> _Assignment_
The records follow. Copy each one exactly.

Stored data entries
//! Memory session backend.
//!
//! The authoritative copy of every session ("atom") lives in the
//! parent process; prefork workers reach it over PPC and keep a local
//! mirror only as a fast path for the other serving models, where the
//! process actually owns its copy.

use ember_core::ppc::PpcMessage;

use super::{Session, SessionError, now_secs};

struct Atom {
    id: String,
    data: Vec<u8>,
    mtime: u64,
}

/// The atom list with its two caps: entry count and total byte size.
/// Eviction drops the oldest atom, repeatedly, until both caps hold.
#[derive(Default)]
pub struct AtomStore {
    atoms: Vec<Atom>,
    total: usize,
}

impl AtomStore {
    pub fn new() -> AtomStore {
        AtomStore::default()
    }

    pub fn count(&self) -> usize {
        self.atoms.len()
    }

    pub fn total_size(&self) -> usize {
        self.total
    }

    pub fn get(&self, id: &str) -> Option<(u64, Vec<u8>)> {
        self.atoms
            .iter()
            .find(|a| a.id == id)
            .map(|a| (a.mtime, a.data.clone()))
    }

    pub fn remove(&mut self, id: &str) {
        if let Some(pos) = self.atoms.iter().position(|a| a.id == id) {
            let a = self.atoms.remove(pos);
            self.total -= a.data.len();
        }
    }

    /// Evict the atom with the smallest mtime.
    pub fn del_oldest(&mut self) {
        let Some(pos) = self
            .atoms
            .iter()
            .enumerate()
            .min_by_key(|(_, a)| a.mtime)
            .map(|(i, _)| i)
        else {
            return;
        };
        let a = self.atoms.remove(pos);
        self.total -= a.data.len();
    }

    /// Store (or replace) an atom, evicting old ones until both the
    /// count cap and the size cap are satisfied.
    pub fn save(
        &mut self,
        id: &str,
        mtime: u64,
        data: Vec<u8>,
        max_count: usize,
        mem_limit: usize,
    ) -> Result<(), SessionError> {
        if mem_limit > 0 && data.len() > mem_limit {
            return Err(SessionError::Other(
                "session is bigger than the memory limit, save aborted".into(),
            ));
        }

        let old_size = self
            .atoms
            .iter()
            .find(|a| a.id == id)
            .map(|a| a.data.len());

        loop {
            let count = self.atoms.len() - usize::from(old_size.is_some());
            let size = self.total - old_size.unwrap_or(0) + data.len();
            let over_count = max_count > 0 && count >= max_count;
            let over_size = mem_limit > 0 && size > mem_limit && count > 0;
            if !over_count && !over_size {
                break;
            }
            self.del_oldest();
        }

        self.remove(id);
        self.total += data.len();
        self.atoms.push(Atom {
            id: id.to_owned(),
            data,
            mtime,
        });
        Ok(())
    }
}

pub(super) fn save(ss: &mut Session) -> Result<(), SessionError> {
    let key = ss.storage_key();
    let data = ss.save_to_buf()?;
    let mtime = now_secs();
    let worker = ss.opts.worker();

    if let (true, Some(link)) = (worker.prefork, worker.link.as_ref()) {
        link.borrow_mut().send(&PpcMessage::MsesSave {
            id: key.clone(),
            mtime,
            data: data.clone(),
        })?;
    }

    // the local copy serves iterative/fork models and doubles as a
    // read-only mirror under prefork
    ss.opts.atoms().borrow_mut().save(
        &key,
        mtime,
        data,
        ss.opts.max_count,
        ss.opts.mem_limit,
    )?;
    ss.mtime = mtime;
    Ok(())
}

pub(super) fn load(ss: &mut Session) -> Result<(), SessionError> {
    let key = ss.storage_key();
    let worker = ss.opts.worker();

    if let (true, Some(link)) = (worker.prefork, worker.link.as_ref()) {
        // the parent holds the fresh copy
        let reply = link.borrow_mut().call(&PpcMessage::MsesGet { id: key })?;
        return match reply {
            PpcMessage::MsesReply { found: true, mtime, data } => {
                ss.load_from_buf(&data)?;
                ss.mtime = mtime;
                Ok(())
            }
            _ => Err(SessionError::NotFound),
        };
    }

    let got = ss.opts.atoms().borrow().get(&key);
    match got {
        Some((mtime, data)) => {
            ss.load_from_buf(&data)?;
            ss.mtime = mtime;
            Ok(())
        }
        None => Err(SessionError::NotFound),
    }
}

pub(super) fn remove(ss: &Session) -> Result<(), SessionError> {
    let key = ss.storage_key();
    let worker = ss.opts.worker();
    if let (true, Some(link)) = (worker.prefork, worker.link.as_ref()) {
        link.borrow_mut().send(&PpcMessage::MsesRemove { id: key.clone() })?;
    }
    ss.opts.atoms().borrow_mut().remove(&key);
    Ok(())
}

> _Task result_
//! Memory session backend.
//!
//! The authoritative copy of every session ("atom") lives in the
//! parent process; prefork workers reach it over PPC and keep a local
//! mirror only as a fast path for the other serving models, where the
//! process actually owns its copy.

use ember_core::ppc::PpcMessage;

use super::{Session, SessionError, now_secs};

struct Atom {
    id: String,
    data: Vec<u8>,
    mtime: u64,
}

/// The atom list with its two caps: entry count and total byte size.
/// Eviction drops the oldest atom, repeatedly, until both caps hold.
#[derive(Default)]
pub struct AtomStore {
    atoms: Vec<Atom>,
    total: usize,
}

impl AtomStore {
    pub fn new() -> AtomStore {
        AtomStore::default()
    }

    pub fn count(&self) -> usize {
        self.atoms.len()
    }

    pub fn total_size(&self) -> usize {
        self.total
    }

    pub fn get(&self, id: &str) -> Option<(u64, Vec<u8>)> {
        self.atoms
            .iter()
            .find(|a| a.id == id)
            .map(|a| (a.mtime, a.data.clone()))
    }

    pub fn remove(&mut self, id: &str) {
        if let Some(pos) = self.atoms.iter().position(|a| a.id == id) {
            let a = self.atoms.remove(pos);
            self.total -= a.data.len();
        }
    }

    /// Evict the atom with the smallest mtime.
    pub fn del_oldest(&mut self) {
        let Some(pos) = self
            .atoms
            .iter()
            .enumerate()
            .min_by_key(|(_, a)| a.mtime)
            .map(|(i, _)| i)
        else {
            return;
        };
        let a = self.atoms.remove(pos);
        self.total -= a.data.len();
    }

    /// Store (or replace) an atom, evicting old ones until both the
    /// count cap and the size cap are satisfied.
    pub fn save(
        &mut self,
        id: &str,
        mtime: u64,
        data: Vec<u8>,
        max_count: usize,
        mem_limit: usize,
    ) -> Result<(), SessionError> {
        if mem_limit > 0 && data.len() > mem_limit {
            return Err(SessionError::Other(
                "session is bigger than the memory limit, save aborted".into(),
            ));
        }

        let old_size = self
            .atoms
            .iter()
            .find(|a| a.id == id)
            .map(|a| a.data.len());

        loop {
            let count = self.atoms.len() - usize::from(old_size.is_some());
            let size = self.total - old_size.unwrap_or(0) + data.len();
            let over_count = max_count > 0 && count >= max_count;
            let over_size = mem_limit > 0 && size > mem_limit && count > 0;
            if !over_count && !over_size {
                break;
            }
            self.del_oldest();
        }

        self.remove(id);
        self.total += data.len();
        self.atoms.push(Atom {
            id: id.to_owned(),
            data,
            mtime,
        });
        Ok(())
    }
}

pub(super) fn save(ss: &mut Session) -> Result<(), SessionError> {
    let key = ss.storage_key();
    let data = ss.save_to_buf()?;
    let mtime = now_secs();
    let worker = ss.opts.worker();

    if let (true, Some(link)) = (worker.prefork, worker.link.as_ref()) {
        link.borrow_mut().send(&PpcMessage::MsesSave {
            id: key.clone(),
            mtime,
            data: data.clone(),
        })?;
    }

    // the local copy serves iterative/fork models and doubles as a
    // read-only mirror under prefork
    ss.opts.atoms().borrow_mut().save(
        &key,
        mtime,
        data,
        ss.opts.max_count,
        ss.opts.mem_limit,
    )?;
    ss.mtime = mtime;
    Ok(())
}

pub(super) fn load(ss: &mut Session) -> Result<(), SessionError> {
    let key = ss.storage_key();
    let worker = ss.opts.worker();

    if let (true, Some(link)) = (worker.prefork, worker.link.as_ref()) {
        // the parent holds the fresh copy
        let reply = link.borrow_mut().call(&PpcMessage::MsesGet { id: key })?;
        return match reply {
            PpcMessage::MsesReply { found: true, mtime, data } => {
                ss.load_from_buf(&data)?;
                ss.mtime = mtime;
                Ok(())
            }
            _ => Err(SessionError::NotFound),
        };
    }

    let got = ss.opts.atoms().borrow().get(&key);
    match got {
        Some((mtime, data)) => {
            ss.load_from_buf(&data)?;
            ss.mtime = mtime;
            Ok(())
        }
        None => Err(SessionError::NotFound),
    }
}

pub(super) fn remove(ss: &Session) -> Result<(), SessionError> {
    let key = ss.storage_key();
    let worker = ss.opts.worker();
    if let (true, Some(link)) = (worker.prefork, worker.link.as_ref()) {
        link.borrow_mut().send(&PpcMessage::MsesRemove { id: key.clone() })?;
    }
    ss.opts.atoms().borrow_mut().remove(&key);
    Ok(())
}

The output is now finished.